Attenzione però: in entrambi i casi le colpe della società appaiono più pesanti e determinanti. Il Livorno infatti, a livello di organico, è decisamente squadra troppo debole e fragile: magari può giocare una partita alla morte, come è accaduto con il Parma, ma basta che molli un momento a livello fisico e viene punito inesorabilmente. Il Milan invece presenta una rosa assemblata malissimo che ha contribuito alla confusione del tecnico: la difesa è di una fragilità assoluta, il centrocampo manca del giusto mix tra qualità e quantità, l’attacco vive delle lune di Balotelli e della grintà di Kakà, che ovviamente da solo non può bastare. Aggiungiamo, in casa rossonera, l’assoluta incertezza che regna in società, con un progetto giovani abortito sul nascere e con due AD che, a dispetto delle dichiarazioni di facciata, difficilmente potranno convivere per molto.
Il Livorno ha giocato una gara discreta contro un Parma che conferma quanto sia bravo Donadoni e che ha più qualità di quel che può sembrare scorrendo i nomi della rosa. Il gran bel gol di Palladino, oltre a dare ragione al tecnico che lo ha preferito ad un (per l’ennesima volta) oggetto misterioso come Cassano, significa che questo talentuoso e sfortunato attaccante potrebbe aver ritrovato se stesso, e il tempo per un finale di carriera a buoni livelli c’è ancora. Amauri ha poi steso i toscani nel finale, spadroneggiando contro una difesa povera come poche.
Il Milan è franato contro un Berardi assolutamente stratosferico, l’ennesimo esempio di come la Juventus (proprietaria del 50% del giocatore) sappia vederci lungo quando si parla di giovani italiani di talento. Certo il giovanissimo bomber in nero-verde è stato aiutato da una difesa a dir poco scandalosa, non degna di una squadra come il Milan e che ha reso vano il doppio vantaggio iniziale, arrivato forse troppo presto e che ha certamente portato i rossoneri a considerare la gara già chiusa e archiviata. Nel finale è venuto fuori l’orgoglio di certi campioni, e oltre al gol del 3 a 4 di Montolivo sono arrivati i due legni colpiti da Honda (buon esordio, ma del resto si parla di un signor giocatore) e Pazzini, quasi a certificare che era destino che l’avventura di Allegri al Milan si concludesse così. Sinceramente non so quanto Seedorf potrà migliorare la situazione, ma una cosa è certa: l’olandese viene da un esperienza come calciatore che lo ha portato a lavorare con i migliori tecnici, a crescere nella miglior scuola-calcio del mondo (quella olandese dell’Ajax) ha carisma e conosce l’ambiente. Questo non sarà un Milan di qualità, ma senza alcun dubbio la rosa merita qualcosa di più dell’undicesimo posto attuale. Sarebbe anche il caso di non addossare sempre e comunque tutte le responsabilità a Balotelli, indisponente quanto si vuole ma finora andato a segno: se ci si aspettava che fosse un Ibrahimovic, e che prendesse da solo una squadra sulle spalle, l’errore è stato fatto a monte e non è certo attribuibile ad un giocatore che – comunque – ora come ora per questo Milan potrebbe essere quasi un lusso.

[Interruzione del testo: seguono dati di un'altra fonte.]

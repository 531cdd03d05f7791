//! Frame state of the 3D scene and panel placement

use std::collections::BTreeMap;

use super::camera::{project, smooth_toward, Viewport};
use super::motion::{step, CardTarget, CardTransform};
use super::SceneSettings;
use crate::deck::{Card, CardId, Deck};
use crate::review::ReviewSession;

/// Width of a card in scene units
pub const CARD_WORLD_WIDTH: f32 = 1.6;
/// CSS width of the DOM panel drawn for a card
pub const PANEL_WIDTH_PX: f32 = 320.0;
/// Stacking order of the focused card; the backdrop sits just below it
pub const FOCUS_Z_INDEX: i32 = 60;

/// A card's DOM panel placed on screen
#[derive(Clone, Debug, PartialEq)]
pub struct Panel {
    pub card: Card,
    /// Centre of the panel, CSS pixels from the viewport's top-left
    pub left: f32,
    pub top: f32,
    /// CSS scale applied to a `PANEL_WIDTH_PX` wide panel
    pub scale: f32,
    pub rotation_y: f32,
    pub z_index: i32,
    pub selected: bool,
    pub flipped: bool,
}

#[derive(Clone, Debug, Default, PartialEq)]
pub struct SceneFrame {
    camera_y: f32,
    transforms: BTreeMap<CardId, CardTransform>,
    shaking_key: u64,
}

impl SceneFrame {
    pub fn camera_y(&self) -> f32 {
        self.camera_y
    }

    pub fn transform(&self, id: CardId) -> Option<CardTransform> {
        self.transforms.get(&id).copied()
    }

    /// Move the camera and every visible card one frame toward their targets.
    ///
    /// Returns `false` once everything has settled and nothing moved.
    pub fn advance(
        &mut self,
        session: &ReviewSession,
        deck: &Deck,
        settings: &SceneSettings,
        scroll_target: f32,
        delta_time: f32,
    ) -> bool {
        let before = self.clone();

        // Remaining cards snap to their new slots after a removal
        if session.shaking_key() != self.shaking_key {
            self.transforms.clear();
            self.shaking_key = session.shaking_key();
        }

        self.camera_y = smooth_toward(
            self.camera_y,
            scroll_target,
            settings.camera_smoothing,
            delta_time,
        );

        let visible = session.visible(deck);
        self.transforms
            .retain(|id, _| visible.iter().any(|card| card.id == *id));

        for (index, card) in visible.iter().enumerate() {
            let slot = settings.layout.slot(index);
            let target = CardTarget::new(
                slot,
                session.selected() == Some(card.id),
                self.camera_y,
                settings.focus,
                session.is_removing(card.id),
            );
            let current = self
                .transforms
                .get(&card.id)
                .copied()
                .unwrap_or_else(|| CardTransform::at(slot));
            self.transforms
                .insert(card.id, step(current, &target, delta_time, settings.motion));
        }

        *self != before
    }

    /// Screen placement of every visible card in front of the camera
    pub fn panels(
        &self,
        session: &ReviewSession,
        deck: &Deck,
        settings: &SceneSettings,
        viewport: Viewport,
    ) -> Vec<Panel> {
        session
            .visible(deck)
            .into_iter()
            .enumerate()
            .filter_map(|(index, card)| {
                let transform = self
                    .transform(card.id)
                    .unwrap_or_else(|| CardTransform::at(settings.layout.slot(index)));
                let projected = project(transform.position, self.camera_y(), &settings.lens, viewport)?;
                let selected = session.selected() == Some(card.id);

                Some(Panel {
                    card: card.clone(),
                    left: projected.x,
                    top: projected.y,
                    scale: transform.scale * projected.pixels_per_unit * CARD_WORLD_WIDTH / PANEL_WIDTH_PX,
                    rotation_y: transform.rotation_y,
                    z_index: if selected {
                        FOCUS_Z_INDEX
                    } else {
                        1 + (transform.position.z * 10.0).max(0.0) as i32
                    },
                    selected,
                    flipped: session.is_flipped(card.id),
                })
            })
            .collect()
    }
}

#[cfg(test)]
mod tests {
    use super::*;

    const FRAME: f32 = 1.0 / 60.0;

    fn run(frame: &mut SceneFrame, session: &ReviewSession, deck: &Deck, scroll: f32, frames: usize) {
        let settings = SceneSettings::default();
        for _ in 0..frames {
            frame.advance(session, deck, &settings, scroll, FRAME);
        }
    }

    #[test]
    fn idle_cards_rest_on_slots() {
        let deck = Deck::default();
        let session = ReviewSession::default();
        let mut frame = SceneFrame::default();
        run(&mut frame, &session, &deck, 0.0, 1);
        let settings = SceneSettings::default();
        for index in 0..deck.len() {
            assert_eq!(frame.transform(index), Some(CardTransform::at(settings.layout.slot(index))));
        }
    }

    #[test]
    fn selected_card_floats_toward_camera() {
        let deck = Deck::default();
        let session = ReviewSession::default().open_card(5, None);
        let mut frame = SceneFrame::default();
        run(&mut frame, &session, &deck, 0.0, 240);
        let t = frame.transform(5).expect("visible");
        assert!((t.position.z - 2.0).abs() < 1e-2);
        assert!((t.scale - 1.3).abs() < 1e-2);
    }

    #[test]
    fn camera_follows_scroll_target() {
        let deck = Deck::default();
        let mut frame = SceneFrame::default();
        run(&mut frame, &ReviewSession::default(), &deck, -3.0, 240);
        assert!((frame.camera_y() + 3.0).abs() < 1e-3);
    }

    #[test]
    fn removal_drops_card_and_resets_slots() {
        let deck = Deck::default();
        let marked = ReviewSession::default().open_card(3, None).mark_remembered(3);
        let mut frame = SceneFrame::default();
        run(&mut frame, &marked, &deck, 0.0, 10);
        assert!(frame.transform(3).expect("still visible").scale < 1.0);

        let token = marked.pending_for(3).expect("pending").token;
        let done = marked.fire(token).expect("current");
        run(&mut frame, &done, &deck, 0.0, 1);
        assert_eq!(frame.transform(3), None);
        let settings = SceneSettings::default();
        // card 4 moved into the fourth slot
        assert_eq!(frame.transform(4), Some(CardTransform::at(settings.layout.slot(3))));
    }

    #[test]
    fn settled_scene_reports_no_change() {
        let deck = Deck::default();
        let settings = SceneSettings::default();
        let session = ReviewSession::default().open_card(2, None);
        let mut frame = SceneFrame::default();
        assert!(frame.advance(&session, &deck, &settings, -1.0, FRAME));
        run(&mut frame, &session, &deck, -1.0, 600);
        assert!(!frame.advance(&session, &deck, &settings, -1.0, FRAME));

        let closed = session.close_card();
        assert!(frame.advance(&closed, &deck, &settings, -1.0, FRAME));
    }

    #[test]
    fn panels_cover_visible_cards() {
        let deck = Deck::default();
        let session = ReviewSession::default().open_card(0, None);
        let mut frame = SceneFrame::default();
        run(&mut frame, &session, &deck, 0.0, 30);
        let panels = frame.panels(&session, &deck, &SceneSettings::default(), Viewport::default());
        assert_eq!(panels.len(), 24);
        let focused: Vec<&Panel> = panels.iter().filter(|p| p.selected).collect();
        assert_eq!(focused.len(), 1);
        assert_eq!(focused[0].card.id, 0);
        assert_eq!(focused[0].z_index, FOCUS_Z_INDEX);
        assert!(focused[0].flipped);
        assert!(panels.iter().filter(|p| !p.selected).all(|p| p.z_index < FOCUS_Z_INDEX));
    }
}
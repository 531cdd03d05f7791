//! Card pieces shared by the grid and the scene

use crate::deck::{Card, CardId};
use crate::review::ReviewHandle;
use dioxus::prelude::*;

/// Front and back faces; the parent's `flipped` class turns them
#[component]
pub fn CardFaces(card: Card) -> Element {
    rsx! {
        div { class: "cardInner",
            div { class: "cardFace front",
                span { class: "starIcon", "☆" }
                div { class: "cardTitle", "{card.front}" }
            }
            div { class: "cardFace back",
                span { class: "starIcon", "★" }
                div { class: "cardContent", "{card.back}" }
            }
        }
    }
}

/// Reject/accept buttons for the opened card
#[component]
pub fn ActionButtons(card: CardId) -> Element {
    let review = use_context::<ReviewHandle>();

    rsx! {
        div { class: "actionButtons",
            button {
                class: "actionBtn cross",
                aria_label: "Not remembered yet",
                onclick: move |e: MouseEvent| {
                    e.stop_propagation();
                    review.forget(card);
                },
                svg { view_box: "0 0 24 24",
                    line { x1: "6", y1: "6", x2: "18", y2: "18" }
                    line { x1: "18", y1: "6", x2: "6", y2: "18" }
                }
            }
            button {
                class: "actionBtn check",
                aria_label: "Remembered",
                onclick: move |e: MouseEvent| {
                    e.stop_propagation();
                    review.remember(card);
                },
                svg { view_box: "0 0 24 24",
                    path { d: "M5 13l4 4L19 7" }
                }
            }
        }
    }
}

Come ho chiosato inizialmente, sorprese ce ne sono state ben poche, e anche il resto della giornata lo conferma: bene l’Atalanta, che supera un Catania disastroso in modo ben più netto di quanto dica il 2 a 1 sul campo e con errori così clamorosi da parte della terna arbitrale che se fossero successi su campi più importanti saremmo ancora tutti qui a parlarne. Bene la Sampdoria, che sconfigge un Udinese tra le più brutte mai viste e che fa pensare che quest’anno sia proprio andata male un po a tutti. Emblematiche le amnesie di Danilo in difesa e la pochezza di Di Natale in avanti, che prima o poi doveva pagare dazio all’età e che sembra farlo in questo 2014. Mihaijlovic sembra avere le idee chiare a livello tattico, e a questo abbina un carisma innato e innegabile: la sua Samp non farà forse chissà quale campionato, ma direi che il rischio retrocessione è assai lontano. Sorprendente non è nemmeno il pareggio tra l’Inter e il Chievo a San Siro: i nerazzurri confermano tutti i loro limiti, con il solo Nagatomo che pare capace di trovare la via della rete e con una difesa che, le rare volte che la squadra prova a spingersi in avanti, scricchiola paurosamente e a cui stavolta va bene che gli avversari non abbiano grande qualità di finalizzazione.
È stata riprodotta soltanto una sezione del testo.